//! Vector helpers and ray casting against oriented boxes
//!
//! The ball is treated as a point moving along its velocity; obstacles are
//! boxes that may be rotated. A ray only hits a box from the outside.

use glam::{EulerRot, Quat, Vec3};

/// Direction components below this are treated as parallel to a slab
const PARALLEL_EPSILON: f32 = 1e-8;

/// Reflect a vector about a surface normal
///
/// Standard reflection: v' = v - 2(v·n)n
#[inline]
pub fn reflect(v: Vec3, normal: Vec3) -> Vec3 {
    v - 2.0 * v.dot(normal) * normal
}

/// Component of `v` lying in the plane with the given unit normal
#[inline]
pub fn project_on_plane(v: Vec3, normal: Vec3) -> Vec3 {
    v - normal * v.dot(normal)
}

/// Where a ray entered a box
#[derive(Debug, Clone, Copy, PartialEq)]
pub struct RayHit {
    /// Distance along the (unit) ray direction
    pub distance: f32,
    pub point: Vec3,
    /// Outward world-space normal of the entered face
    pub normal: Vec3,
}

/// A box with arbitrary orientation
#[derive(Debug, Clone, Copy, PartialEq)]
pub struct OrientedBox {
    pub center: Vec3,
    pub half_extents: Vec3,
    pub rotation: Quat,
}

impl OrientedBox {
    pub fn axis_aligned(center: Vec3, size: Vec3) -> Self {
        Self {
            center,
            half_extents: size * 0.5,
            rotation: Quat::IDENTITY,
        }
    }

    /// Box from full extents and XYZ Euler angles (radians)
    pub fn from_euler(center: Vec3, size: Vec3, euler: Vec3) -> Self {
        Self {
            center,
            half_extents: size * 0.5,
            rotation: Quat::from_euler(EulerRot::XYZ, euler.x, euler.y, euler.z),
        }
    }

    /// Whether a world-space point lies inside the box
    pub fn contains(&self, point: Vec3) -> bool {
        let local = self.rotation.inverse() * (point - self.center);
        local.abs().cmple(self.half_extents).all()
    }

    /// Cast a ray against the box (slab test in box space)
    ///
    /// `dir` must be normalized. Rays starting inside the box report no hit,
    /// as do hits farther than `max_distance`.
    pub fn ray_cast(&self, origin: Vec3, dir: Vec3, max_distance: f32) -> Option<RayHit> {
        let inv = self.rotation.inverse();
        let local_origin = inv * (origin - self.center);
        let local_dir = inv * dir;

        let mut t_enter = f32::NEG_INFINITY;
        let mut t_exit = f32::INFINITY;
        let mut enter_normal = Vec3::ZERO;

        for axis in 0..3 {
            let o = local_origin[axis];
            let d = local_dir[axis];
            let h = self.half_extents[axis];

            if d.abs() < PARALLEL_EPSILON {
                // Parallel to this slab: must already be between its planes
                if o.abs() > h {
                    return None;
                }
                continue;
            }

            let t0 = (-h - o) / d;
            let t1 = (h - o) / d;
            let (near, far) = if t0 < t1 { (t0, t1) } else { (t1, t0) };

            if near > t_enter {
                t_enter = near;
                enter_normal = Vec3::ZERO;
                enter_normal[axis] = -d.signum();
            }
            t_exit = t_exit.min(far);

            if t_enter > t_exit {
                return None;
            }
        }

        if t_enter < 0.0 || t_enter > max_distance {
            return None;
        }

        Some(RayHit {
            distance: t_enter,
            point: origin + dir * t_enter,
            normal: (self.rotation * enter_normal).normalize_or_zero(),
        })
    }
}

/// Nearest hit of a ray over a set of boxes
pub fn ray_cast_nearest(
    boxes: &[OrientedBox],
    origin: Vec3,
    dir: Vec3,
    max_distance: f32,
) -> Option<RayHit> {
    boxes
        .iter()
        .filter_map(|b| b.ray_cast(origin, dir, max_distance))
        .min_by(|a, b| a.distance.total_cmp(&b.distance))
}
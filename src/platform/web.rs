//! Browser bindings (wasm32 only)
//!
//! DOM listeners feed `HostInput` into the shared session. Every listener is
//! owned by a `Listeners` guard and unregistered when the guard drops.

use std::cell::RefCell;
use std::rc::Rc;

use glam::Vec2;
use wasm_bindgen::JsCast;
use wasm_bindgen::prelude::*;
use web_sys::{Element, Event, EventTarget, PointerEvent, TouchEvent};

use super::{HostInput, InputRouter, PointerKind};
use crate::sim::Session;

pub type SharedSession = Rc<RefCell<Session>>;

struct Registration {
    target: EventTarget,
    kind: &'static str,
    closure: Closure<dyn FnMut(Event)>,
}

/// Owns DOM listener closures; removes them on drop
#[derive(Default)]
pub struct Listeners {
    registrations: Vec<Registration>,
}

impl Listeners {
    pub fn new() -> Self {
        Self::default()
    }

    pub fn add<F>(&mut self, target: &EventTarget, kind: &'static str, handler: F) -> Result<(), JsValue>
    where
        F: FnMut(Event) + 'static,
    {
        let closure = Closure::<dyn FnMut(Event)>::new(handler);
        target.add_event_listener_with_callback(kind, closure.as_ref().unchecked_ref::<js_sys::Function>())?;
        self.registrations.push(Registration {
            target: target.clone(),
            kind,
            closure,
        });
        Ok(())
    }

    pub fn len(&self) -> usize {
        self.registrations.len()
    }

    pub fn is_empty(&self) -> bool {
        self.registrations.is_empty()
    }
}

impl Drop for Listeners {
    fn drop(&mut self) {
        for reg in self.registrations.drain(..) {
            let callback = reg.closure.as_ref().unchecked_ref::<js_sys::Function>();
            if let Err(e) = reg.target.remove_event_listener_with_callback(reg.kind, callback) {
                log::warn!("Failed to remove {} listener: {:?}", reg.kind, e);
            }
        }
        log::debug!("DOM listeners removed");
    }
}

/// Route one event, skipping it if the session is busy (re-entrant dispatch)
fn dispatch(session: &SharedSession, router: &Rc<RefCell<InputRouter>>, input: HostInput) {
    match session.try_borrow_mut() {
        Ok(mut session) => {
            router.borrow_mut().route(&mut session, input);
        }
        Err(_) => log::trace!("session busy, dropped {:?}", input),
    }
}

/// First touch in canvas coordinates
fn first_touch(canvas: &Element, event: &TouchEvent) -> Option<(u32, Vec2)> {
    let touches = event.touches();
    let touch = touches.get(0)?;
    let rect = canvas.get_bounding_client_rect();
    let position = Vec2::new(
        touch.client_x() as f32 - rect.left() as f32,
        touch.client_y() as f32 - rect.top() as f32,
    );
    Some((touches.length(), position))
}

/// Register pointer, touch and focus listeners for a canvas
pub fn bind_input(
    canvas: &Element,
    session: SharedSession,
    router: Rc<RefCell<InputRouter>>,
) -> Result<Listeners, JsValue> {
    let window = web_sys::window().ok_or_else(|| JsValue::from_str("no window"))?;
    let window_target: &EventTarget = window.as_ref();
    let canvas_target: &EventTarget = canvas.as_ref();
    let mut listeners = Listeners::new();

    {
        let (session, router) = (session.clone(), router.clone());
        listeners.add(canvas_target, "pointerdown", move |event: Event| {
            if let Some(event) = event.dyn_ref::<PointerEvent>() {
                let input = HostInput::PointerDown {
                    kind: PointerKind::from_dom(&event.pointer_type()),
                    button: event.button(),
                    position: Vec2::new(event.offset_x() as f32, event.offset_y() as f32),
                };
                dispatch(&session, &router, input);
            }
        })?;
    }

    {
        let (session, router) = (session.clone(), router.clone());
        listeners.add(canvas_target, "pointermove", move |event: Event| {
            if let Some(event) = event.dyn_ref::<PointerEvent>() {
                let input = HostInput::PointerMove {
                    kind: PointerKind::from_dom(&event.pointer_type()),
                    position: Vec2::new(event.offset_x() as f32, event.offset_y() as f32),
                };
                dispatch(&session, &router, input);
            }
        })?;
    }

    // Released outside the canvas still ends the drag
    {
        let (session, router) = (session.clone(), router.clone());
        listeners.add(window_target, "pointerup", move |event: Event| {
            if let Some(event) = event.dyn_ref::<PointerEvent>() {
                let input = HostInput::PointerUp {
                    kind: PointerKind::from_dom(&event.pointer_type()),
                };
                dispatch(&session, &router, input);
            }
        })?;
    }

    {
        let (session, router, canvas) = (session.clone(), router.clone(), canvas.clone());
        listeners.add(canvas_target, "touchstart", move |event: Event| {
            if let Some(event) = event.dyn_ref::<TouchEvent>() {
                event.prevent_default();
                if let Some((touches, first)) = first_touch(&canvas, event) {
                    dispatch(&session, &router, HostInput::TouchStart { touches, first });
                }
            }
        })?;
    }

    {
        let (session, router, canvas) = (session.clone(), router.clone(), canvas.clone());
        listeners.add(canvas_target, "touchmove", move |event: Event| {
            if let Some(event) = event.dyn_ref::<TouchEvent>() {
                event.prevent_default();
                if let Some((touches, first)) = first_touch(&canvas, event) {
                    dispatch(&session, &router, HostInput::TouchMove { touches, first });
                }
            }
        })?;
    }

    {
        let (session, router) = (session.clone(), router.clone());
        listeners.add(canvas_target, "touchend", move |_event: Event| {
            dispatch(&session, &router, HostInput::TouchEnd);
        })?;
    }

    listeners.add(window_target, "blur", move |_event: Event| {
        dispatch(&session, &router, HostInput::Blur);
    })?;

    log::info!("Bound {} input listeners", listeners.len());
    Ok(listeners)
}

» Exercise aim
Among the lines above, find those holding the word "SharedSession" and state how many there are, number only.

» Completed task
3